Aaron Brown asks why we use the same word, "statistics", for numbers put out by the government and the science of applied probability? This question turns out to have a very interesting answer, one that sheds light on attitudes toward quants

The English word is taken from the German statistik, which was invented
by Gottfried Aschenwall and used in his 1748 work Vorbereitung zur
Staatswissenschaft. Aschenwall’s statistiks had nothing to do with either numbers or probability. They referred to qualitative reports compiled by agents of a monarch to describe the resources available to him. German political scientists were hostile to numerical data for this purpose because they could not capture essential detail. Adding up total population, for example, lumped together men, women, and children with different skills and social positions, possibly speaking different languages, and following
different religions.
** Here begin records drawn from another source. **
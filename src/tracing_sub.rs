use std::fs::{File, OpenOptions};
use std::io::{self, Write};
use std::path::Path;
use std::sync::{Arc, Mutex};

use tracing_subscriber::EnvFilter;

use crate::config::LoggingConfig;

/// Writer handed out per event: the shared log file when one is open,
/// stderr otherwise. The dashboard owns the terminal, so it logs to a file.
pub struct DelegatingWriter {
    inner: DelegatingInner,
}

enum DelegatingInner {
    File(Arc<Mutex<File>>),
    Stderr(io::Stderr),
}

impl Write for DelegatingWriter {
    fn write(&mut self, buf: &[u8]) -> io::Result<usize> {
        match &mut self.inner {
            DelegatingInner::File(file) => file
                .lock()
                .map_err(|_| io::Error::other("log file lock poisoned"))?
                .write(buf),
            DelegatingInner::Stderr(s) => s.write(buf),
        }
    }

    fn flush(&mut self) -> io::Result<()> {
        match &mut self.inner {
            DelegatingInner::File(file) => file
                .lock()
                .map_err(|_| io::Error::other("log file lock poisoned"))?
                .flush(),
            DelegatingInner::Stderr(s) => s.flush(),
        }
    }
}

#[derive(Clone, Debug, Default)]
pub struct SubscriberMakeWriter {
    file: Option<Arc<Mutex<File>>>,
}

impl SubscriberMakeWriter {
    pub fn stderr() -> Self {
        Self::default()
    }

    pub fn file(path: &Path) -> io::Result<Self> {
        if let Some(parent) = path.parent() {
            std::fs::create_dir_all(parent)?;
        }
        let file = OpenOptions::new().create(true).append(true).open(path)?;
        Ok(Self {
            file: Some(Arc::new(Mutex::new(file))),
        })
    }
}

impl<'a> tracing_subscriber::fmt::MakeWriter<'a> for SubscriberMakeWriter {
    type Writer = DelegatingWriter;

    fn make_writer(&'a self) -> Self::Writer {
        let inner = match &self.file {
            Some(file) => DelegatingInner::File(Arc::clone(file)),
            None => DelegatingInner::Stderr(io::stderr()),
        };
        DelegatingWriter { inner }
    }
}

fn filter_for(config: &LoggingConfig, fallback: &str) -> EnvFilter {
    EnvFilter::try_from_default_env()
        .or_else(|_| EnvFilter::try_new(config.filter.as_deref().unwrap_or(fallback)))
        .unwrap_or_else(|_| EnvFilter::new(fallback))
}

/// Install the global subscriber. `RUST_LOG` overrides the configured
/// filter. When `prefer_file` is set (the dashboard) and no file is
/// configured, logging stays off unless `RUST_LOG` asks. Safe to call more
/// than once; later calls are no-ops.
pub fn init(config: &LoggingConfig, prefer_file: bool) {
    let writer = match config.file.as_deref().map(SubscriberMakeWriter::file) {
        Some(Ok(writer)) => writer,
        Some(Err(err)) => {
            eprintln!("multispace: cannot open log file: {err}");
            SubscriberMakeWriter::stderr()
        }
        None => SubscriberMakeWriter::stderr(),
    };
    let fallback = if prefer_file && config.file.is_none() {
        "off"
    } else {
        "multispace=info,warn"
    };
    let _ = tracing_subscriber::fmt()
        .with_env_filter(filter_for(config, fallback))
        .with_writer(writer)
        .with_ansi(config.file.is_none())
        .with_target(false)
        .with_thread_names(false)
        .try_init();
}

#[cfg(test)]
mod tests {
    use super::*;
    use tracing_subscriber::fmt::MakeWriter;

    #[test]
    fn file_writer_appends() {
        let dir = tempfile::tempdir().unwrap();
        let path = dir.path().join("logs").join("multispace.log");
        let make = SubscriberMakeWriter::file(&path).unwrap();
        make.make_writer().write_all(b"one\n").unwrap();
        make.make_writer().write_all(b"two\n").unwrap();
        assert_eq!(std::fs::read_to_string(&path).unwrap(), "one\ntwo\n");
    }

    #[test]
    fn init_twice_is_harmless() {
        let config = LoggingConfig::default();
        init(&config, false);
        init(&config, false);
        tracing::debug!("still fine");
    }
}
Without a large bureaucracy to cross-tabulate and analyze data, the prince and his few advisors needed focused qualitative
reports more than lists of numbers.

The word worked its way over to France as statistiques. In addition to three extra letters for the same sound, the word acquired a different connotation. After the Revolution, France was interested in rationalizing itself, which required measuring everything according to common standards. Part of this effort involved sending questionnaires to the préfets of each département. These mixed quantitative and qualitative information,
but even the qualitative information was categorized. That is, the préfets were given systematic questionnaires with boxes in which either numbers or words could be written. The idea was to uncover the ideal of Frenchness, for which the average was usually the best statistic. Individual observations were regarded as error, noise around mean.